Indeed, Francis appears more eager to promote Republican economic principles within the gay community than gay rights in the GOP, "We're very interested in working on fiscal issues within the party that are not necessarily gay-specific issues," he says. "But there is some overlap. The estate tax, for instance, has a huge impact on gay couples in longterm relationships. If one partner leaves the other his estate, it is taxed at the full death tax rate. In a legal marriage it would not be taxed. We'd like to see that made more fair, and we can find common ground on that issue in the party."
Tafel insists he is pleased with the coalition's launch. "I support Charles's strategy," he says. "Straight people are far more influential in our role within the Republican Party than gay activists will ever be."

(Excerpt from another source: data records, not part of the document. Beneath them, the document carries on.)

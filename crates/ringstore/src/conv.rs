//! Conversion between rings and flat text.
//!
//! Export reads every sample of a ring between optional time bounds
//! into one table, dresses it with the synthetic `_time`, `_seq`,
//! `_host`, `_ring` and `_dur` columns on request, and renders the
//! canonical text form. Import scans a text table, batches consecutive
//! rows sharing a sequence (or a time when no sequence is carried) into
//! samples and appends them to a ring, creating it if absent.

use crate::error::RingError;
use crate::ring::{now, Seconds, TimeRing};
use crate::span::SpanTable;
use crate::tabring::TableRing;
use chrono::TimeZone;
use diskstore::{short_hostname, StoreConfig};
use tabular::{ScanOptions, Table};

/// Synthetic column carrying the sample time.
pub const TIME_COL: &str = "_time";
/// Synthetic column carrying the sample sequence.
pub const SEQ_COL: &str = "_seq";
/// Synthetic column carrying the short host name.
pub const HOST_COL: &str = "_host";
/// Synthetic column carrying the ring name stem.
pub const RING_COL: &str = "_ring";
/// Synthetic column carrying the duration from the ring name.
pub const DUR_COL: &str = "_dur";

/// Shape of an export.
#[derive(Debug, Clone)]
pub struct ExportOptions {
    /// Column separator of the output text.
    pub separator: char,
    /// Emit the column-name header line.
    pub with_names: bool,
    /// Emit info rows and the `--` ruler.
    pub with_ruler: bool,
    /// Keep the `_time` column.
    pub with_time: bool,
    /// Render times with this strftime-style format instead of epoch
    /// seconds.
    pub time_format: Option<String>,
    /// Keep the `_seq` column.
    pub with_seq: bool,
    /// Add a `_host` column with the unqualified host name.
    pub with_host: bool,
    /// Add a `_ring` column with the ring name stem.
    pub with_ring: bool,
    /// Add a `_dur` column from the trailing digits of the ring name.
    pub with_dur: bool,
    /// Drop samples before this time.
    pub from: Option<Seconds>,
    /// Drop samples after this time.
    pub to: Option<Seconds>,
}

impl Default for ExportOptions {
    fn default() -> Self {
        Self {
            separator: '\t',
            with_names: true,
            with_ruler: true,
            with_time: true,
            time_format: None,
            with_seq: true,
            with_host: false,
            with_ring: false,
            with_dur: false,
            from: None,
            to: None,
        }
    }
}

/// Shape of an import.
#[derive(Debug, Clone)]
pub struct ImportOptions {
    /// Column separator characters of the input text.
    pub separator: String,
    /// Treat runs of separators as one delimiter.
    pub multisep: bool,
    /// The input starts with a column-name header.
    pub with_names: bool,
    /// Info rows terminated by `--` follow the header.
    pub with_ruler: bool,
    /// The input declares a `_time` column; its absence aborts.
    pub has_time: bool,
    /// The input declares a `_seq` column; its absence aborts.
    pub has_seq: bool,
    /// Drop a `_host` column if present.
    pub has_host: bool,
    /// Drop a `_ring` column if present.
    pub has_ring: bool,
    /// Drop a `_dur` column if present.
    pub has_dur: bool,
    /// Slots for a ring created by the import (0 = unbounded).
    pub slots: u32,
    /// Description for a ring created by the import.
    pub description: String,
}

impl Default for ImportOptions {
    fn default() -> Self {
        Self {
            separator: "\t".to_string(),
            multisep: false,
            with_names: true,
            with_ruler: true,
            has_time: true,
            has_seq: true,
            has_host: false,
            has_ring: false,
            has_dur: false,
            slots: 0,
            description: String::new(),
        }
    }
}

/// The name stem of a ring: everything before the first digit.
fn ring_stem(ring: &str) -> &str {
    let cut = ring
        .find(|c: char| c.is_ascii_digit())
        .unwrap_or(ring.len());
    &ring[..cut]
}

/// The duration encoded in the ring name's trailing digits, `0` when
/// the name carries none.
fn ring_duration_str(ring: &str) -> &str {
    match ring.find(|c: char| c.is_ascii_digit()) {
        Some(cut) => &ring[cut..],
        None => "0",
    }
}

/// Exports a ring to text. Table rings export their full schema; plain
/// rings export `_seq`, `_time` and a `value` column.
pub fn export_ring(
    path: impl AsRef<std::path::Path>,
    ring_name: &str,
    opts: &ExportOptions,
    config: StoreConfig,
) -> Result<String, RingError> {
    let mut ring = TimeRing::open(path, ring_name, config)?;

    let has_spans = SpanTable::read(&mut ring)?.is_some();
    let mut tab = if has_spans {
        let mut tabring = TableRing::from_ring(ring);
        let tab = tabring.get_all()?.unwrap_or_default();
        tabring.close()?;
        tab
    } else {
        ring.goto_oldest()?;
        let tab = ring.mget_t(usize::MAX)?;
        ring.close()?;
        tab
    };

    // time bounds
    if opts.from.is_some() || opts.to.is_some() {
        tab.first();
        while !tab.beyond_end() {
            let t: Option<Seconds> = tab
                .current_cell(TIME_COL)
                .and_then(|c| c.parse().ok());
            let keep = match t {
                Some(t) => {
                    opts.from.map_or(true, |from| t >= from)
                        && opts.to.map_or(true, |to| t <= to)
                }
                None => true,
            };
            if keep {
                tab.next();
            } else {
                tab.remove_current_row()?;
            }
        }
    }

    // dress or strip the synthetic columns
    if opts.with_time {
        if let Some(fmt) = &opts.time_format {
            let ids = tab.row_ids();
            for id in ids {
                let Some(t) = tab.cell(id, TIME_COL).and_then(|c| c.parse::<i64>().ok())
                else {
                    continue;
                };
                if let Some(dt) = chrono::Local.timestamp_opt(t, 0).single() {
                    tab.replace_cell(id, TIME_COL, Some(dt.format(fmt).to_string()))?;
                }
            }
        }
    } else if tab.has_column(TIME_COL) {
        tab.remove_column(TIME_COL)?;
    }
    if !opts.with_seq && tab.has_column(SEQ_COL) {
        tab.remove_column(SEQ_COL)?;
    }
    if opts.with_host {
        tab.add_column(HOST_COL, Some(short_hostname()))?;
    }
    if opts.with_ring {
        tab.add_column(RING_COL, Some(ring_stem(ring_name).to_string()))?;
    }
    if opts.with_dur {
        tab.add_column(DUR_COL, Some(ring_duration_str(ring_name).to_string()))?;
    }

    Ok(tab.out_table(opts.separator, opts.with_names, opts.with_ruler))
}

/// Exports a ring straight to a file.
pub fn export_to_file(
    path: impl AsRef<std::path::Path>,
    ring_name: &str,
    outfile: impl AsRef<std::path::Path>,
    opts: &ExportOptions,
    config: StoreConfig,
) -> Result<usize, RingError> {
    let text = export_ring(path, ring_name, opts, config)?;
    std::fs::write(outfile, &text).map_err(diskstore::StoreError::from)?;
    Ok(text.len())
}

/// Imports a text table into a ring, creating the ring when absent.
/// Returns the number of samples appended.
pub fn import_text(
    path: impl AsRef<std::path::Path>,
    ring_name: &str,
    text: &str,
    opts: &ImportOptions,
    config: StoreConfig,
) -> Result<usize, RingError> {
    let mut tab = Table::new();
    let scan_opts = ScanOptions {
        seps: opts.separator.clone(),
        multisep: opts.multisep,
        has_names: opts.with_names,
        has_info: opts.with_ruler,
    };
    tab.scan(text, &scan_opts)?;

    if opts.has_time && !tab.has_column(TIME_COL) {
        return Err(RingError::MissingColumn(TIME_COL.to_string()));
    }
    if opts.has_seq && !tab.has_column(SEQ_COL) {
        return Err(RingError::MissingColumn(SEQ_COL.to_string()));
    }

    let store = crate::ring::open_or_create_store(path.as_ref(), config)?;
    let mut ring = match TableRing::open_in(store, ring_name) {
        Ok(ring) => ring,
        Err(RingError::NotFound(_)) => {
            // recreate the store handle consumed by the failed open
            let store = crate::ring::open_or_create_store(path.as_ref(), config)?;
            TableRing::create_in(store, ring_name, &opts.description, opts.slots, 0)?
        }
        Err(e) => return Err(e),
    };

    // schema of the per-sample batches: data columns only
    let mut schema = Table::from_schema(&tab);
    for col in [SEQ_COL, TIME_COL] {
        if schema.has_column(col) {
            schema.remove_column(col)?;
        }
    }
    for (flag, col) in [
        (opts.has_host, HOST_COL),
        (opts.has_ring, RING_COL),
        (opts.has_dur, DUR_COL),
    ] {
        if flag && schema.has_column(col) {
            schema.remove_column(col)?;
        }
    }

    let mut samples = 0usize;
    let mut batch = Table::from_schema(&schema);
    let mut batch_key: Option<String> = None;
    let mut batch_time: Option<Seconds> = None;

    let flush = |ring: &mut TableRing,
                 batch: &mut Table,
                 time: Option<Seconds>,
                 samples: &mut usize|
     -> Result<(), RingError> {
        if batch.nrows() == 0 {
            return Ok(());
        }
        // columns the batch never filled belong to other schemas in the
        // input; dropping them reproduces the source span structure
        let mut sample = batch.clone();
        let names: Vec<String> = sample
            .column_names()
            .iter()
            .map(|s| (*s).to_string())
            .collect();
        for name in names {
            let all_absent = sample
                .row_ids()
                .into_iter()
                .all(|id| sample.cell(id, &name).is_none());
            if all_absent && sample.ncols() > 1 {
                sample.remove_column(&name)?;
            }
        }
        ring.put_with_time(&sample, time.unwrap_or_else(now))?;
        *samples += 1;
        *batch = Table::from_schema(batch);
        Ok(())
    };

    for id in tab.row_ids() {
        // batch by sequence, else by time, else one row per sample
        let key = if opts.has_seq {
            tab.cell(id, SEQ_COL).map(str::to_string)
        } else if opts.has_time {
            tab.cell(id, TIME_COL).map(str::to_string)
        } else {
            None
        };

        let new_batch = match (&batch_key, &key) {
            (Some(prev), Some(next)) => prev != next,
            _ => true,
        };
        if new_batch {
            flush(&mut ring, &mut batch, batch_time, &mut samples)?;
            batch_key = key;
            batch_time = if opts.has_time {
                tab.cell(id, TIME_COL).and_then(|c| c.parse().ok())
            } else {
                None
            };
        }

        if let Some(row) = tab.row_owned(id) {
            let keep: Vec<_> = row
                .into_iter()
                .filter(|(name, _)| batch.has_column(name))
                .collect();
            batch.add_row_cells(keep);
        }
    }
    flush(&mut ring, &mut batch, batch_time, &mut samples)?;

    ring.close()?;
    Ok(samples)
}

/// Imports a text file into a ring.
pub fn import_file(
    path: impl AsRef<std::path::Path>,
    ring_name: &str,
    infile: impl AsRef<std::path::Path>,
    opts: &ImportOptions,
    config: StoreConfig,
) -> Result<usize, RingError> {
    let text = std::fs::read_to_string(infile).map_err(diskstore::StoreError::from)?;
    import_text(path, ring_name, &text, opts, config)
}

With Francis focused on fiscal policy and Tafel tacitly supporting Ashcroft's nomination, gay activists wonder to whom the larger gay community could turn if it comes under siege from antigay forces. Catania says that because the District of Columbia is heavily dependent on the federal government, he is not in a position to become the Republican David Mixner. "My remarks were a reality check," he says. "I wanted to make sure we didn't become prematurely euphoric. But the fact is that our chits are few with this administration. Our only alternative is to engage and educate."
One hope in future battles might lie with the powerful nongay allies that Francis is courting. In addition to Simpson, the breakfast host committee included Mary Matalin, former CNN commentator, now a senior adviser to Cheney; Rep. Tom Davis, a Virginia Republican; John McGraw, California Republican Party chairman; and Grover Norquist, president of Americans for Tax Reform, a powerful conservative lobby that seeks to halve the size of the federal government.
McGraw's presence was particularly notable because he is a religious conservative who backed the Knight initiative, the anti-gay-marriage ballot measure California voters passed last year. Brian Bennett, an openly gay member of Bush's transition team, says he developed a friendship with McGraw through their involvement in California politics. "For a social conservative, he deserves a lot of credit," Bennett says. "Basically what he's saying is, `I don't agree with your agenda, but you deserve a place at our table.'" Bennett also points to a more pragmatic motive: "The California party is reaching out because it hit rock bottom. It can't simply write off the gay vote any more."
Norquist agrees that Republicans need gay voters. He told The Advocate that gay conservatives fit into the "leave-us-alone coalition" he advocates, which includes everyone from gun owners to home schoolers. "If you are someone who believes in a broad gay rights agenda as it is traditionally articulated--using big government to address perceived wrongs--you probably won't feel comfortable in our center-right coalition. But if you believe in a more libertarian philosophy, there is no reason why gay people shouldn't be with us. To create a coalition, people don't have to agree about everything."
Even though many Republican elected officials still support antigay measures, Norquist foresees the day in which gay conservatives and antigay religious conservatives coexist peacefully in the party. "Traditional-values conservatives are in the center-right coalition because they fear the government will interfere with the way they want to bring up their children and control their own family life. That could lead to a lot more sympathy toward keeping the government from intervening with the way in which gays and gay couples want to lead their lives."
But Norquist admits that some things, such as gays in the military and same-sex marriages, aren't a topic for discussion between the two sides, at least not yet. "Those are issues the leave-us-alone coalition hasn't talked about much at all," Norquist says. "That's something Charles Francis and the Republican Unity Coalition are going to have to raise in the future."